Good morning! Lots of good stuff to cover this week but first, a few quick announcements:

— the morning shakeout is now over 3,000 subscribers strong! I continue to be blown away by the interest and I’m extremely grateful for your loyalty, support and feedback. It’s been my goal since the beginning to clue you in to interesting reading and listening material while inspiring productive dialogue and healthy debate around the topics and issues being discussed. Writing and sharing the morning shakeout has been one of the most enjoyable parts of my week for well over a year now. Many thanks to all of you for helping make it that way.   

— Another thank you goes out to this month’s sponsor, Generation UCAN. This company has a super cool story and makes products that I trust and use in my own training. In fact, UCAN’s SuperStarch drink mix (I’m partial to Tropical Orange) has been my go-to fuel choice before my longest runs and toughest workouts as I prepare for the Boston Marathon in April 17. I also use the Vanilla Cream protein mix to kickstart the recovery process afterward. As part of the sponsorship, UCAN is offering a 15% discount to readers of the morning shakeout. Simply go the UCAN web store, load up on products, enter the code SHAKEOUT at checkout and receive 15% off your purchase. Easy as that!

— Mark your calendars for Thursday, March 16 from 4-5 PM PST/7-8 PM EST. I’ll be taking part in a webinar with UCAN athlete and three-time Olympian Dathan Ritzenhein. We’re going to talk marathon training and racing, fueling, and recovery. That’s it. And before anyone asks, any other topics you’d like me to cover with Dathan will have to wait for another time. I’ll share signup details for the webinar here next week, so stay tuned. 

And without further ado, onto the main course. Enjoy!

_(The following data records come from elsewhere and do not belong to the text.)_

impl BroadcastHub {
    /// Spawn the hub loop. It runs until `shutdown` is cancelled.
    pub fn start(store: SharedStore, config: HubConfig, shutdown: CancellationToken) -> Self {
        let (commands, rx) = mpsc::channel(config.command_buffer);
        let hub_loop = HubLoop {
            store,
            outbound_buffer: config.outbound_buffer,
            connections: HashMap::new(),
            next_id: 1,
            commands: rx,
        };
        tokio::spawn(hub_loop.run(config.heartbeat_interval, shutdown));
        Self { commands }
    }

    async fn send(&self, command: HubCommand) {
        if self.commands.send(command).await.is_err() {
            debug!("Hub loop has stopped, dropping command");
        }
    }

    /// Register a new connection. The current state (if any) is already queued
    /// on the returned receiver.
    pub async fn register(&self) -> Option<Registration> {
        let (reply, rx) = oneshot::channel();
        self.send(HubCommand::Register { reply }).await;
        rx.await.ok()
    }

    pub async fn inbound(&self, id: ConnectionId, message: ClientMessage) {
        self.send(HubCommand::Inbound { id, message }).await;
    }

    pub async fn pong(&self, id: ConnectionId) {
        self.send(HubCommand::Pong { id }).await;
    }

    pub async fn disconnected(&self, id: ConnectionId) {
        self.send(HubCommand::Disconnected { id }).await;
    }

    /// Run one heartbeat round immediately (the loop also runs them on its timer)
    pub async fn heartbeat(&self) {
        self.send(HubCommand::Heartbeat).await;
    }

    pub async fn connections(&self) -> Vec<ConnectionInfo> {
        let (reply, rx) = oneshot::channel();
        self.send(HubCommand::Connections { reply }).await;
        rx.await.unwrap_or_default()
    }

    pub async fn connection_count(&self) -> usize {
        self.connections().await.len()
    }
}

Man boobs and exploding calves! 

Now that I have your attention: Have you ever put on a few pounds in the off-season (or simply because life got in the way) and felt like you were fighting a perpetually uphill battle once you started training again? Former 3:37 1500m runner Colin McCourt can relate. The 32-year-old Brit put on 50 pounds since retiring from competitive running in 2012, tipping the scales at a peak of 207 not all that long ago. But he’s committed to losing the weight—and breaking 16 minutes for 5K—by the end of the year, or he’ll tattoo the names of 17 of his friends to his body. If he does run 15:xx, he’ll stand to make a decent chunk of change from those same friends. He’s blogging about the experience for Athletics Weekly and posting daily video updates from his weight loss journey to Instagram. Check it all out. I’ve been fascinated by this story since morning shakeout reader Matt Thomas brought it to my attention last Tuesday, and I hope to interview McCourt in the coming weeks. So do I think he can do it? No question, so long as he sticks to training consistently and eating well. The incredibly motivated McCourt still has the engine of a race car even though his body currently resembles an oversized truck. But he’s already lost quite a bit of weight and the pace of his training runs has improved significantly as a result. And Christ, just watch the guy run. Despite the extra pounds, he still has the beautiful, bouncy stride of a world-class middle distance runner—and he hasn’t even started doing any speed work yet! I think he’ll smash 16 minutes but more importantly, the real win will be the number of people he inspires along the way. Just check out some of the comments on his Instagram posts. It’s a great story. “I’m trying to trick my legs into getting that old stride back and save my calves from exploding. However, there is nothing I can do about the chafing and the man boobs I’ve acquired—I actually thought about getting a sports bra at one point,” he wrote in his first blog for AW. “But it’s going well—my body is holding up and I am loving this journey I’m on. It’s only the beginning—next week I’ll talk about my weekly routine and my thought process on how I am going to achieve this goal and avoid getting 17 new tattoos.”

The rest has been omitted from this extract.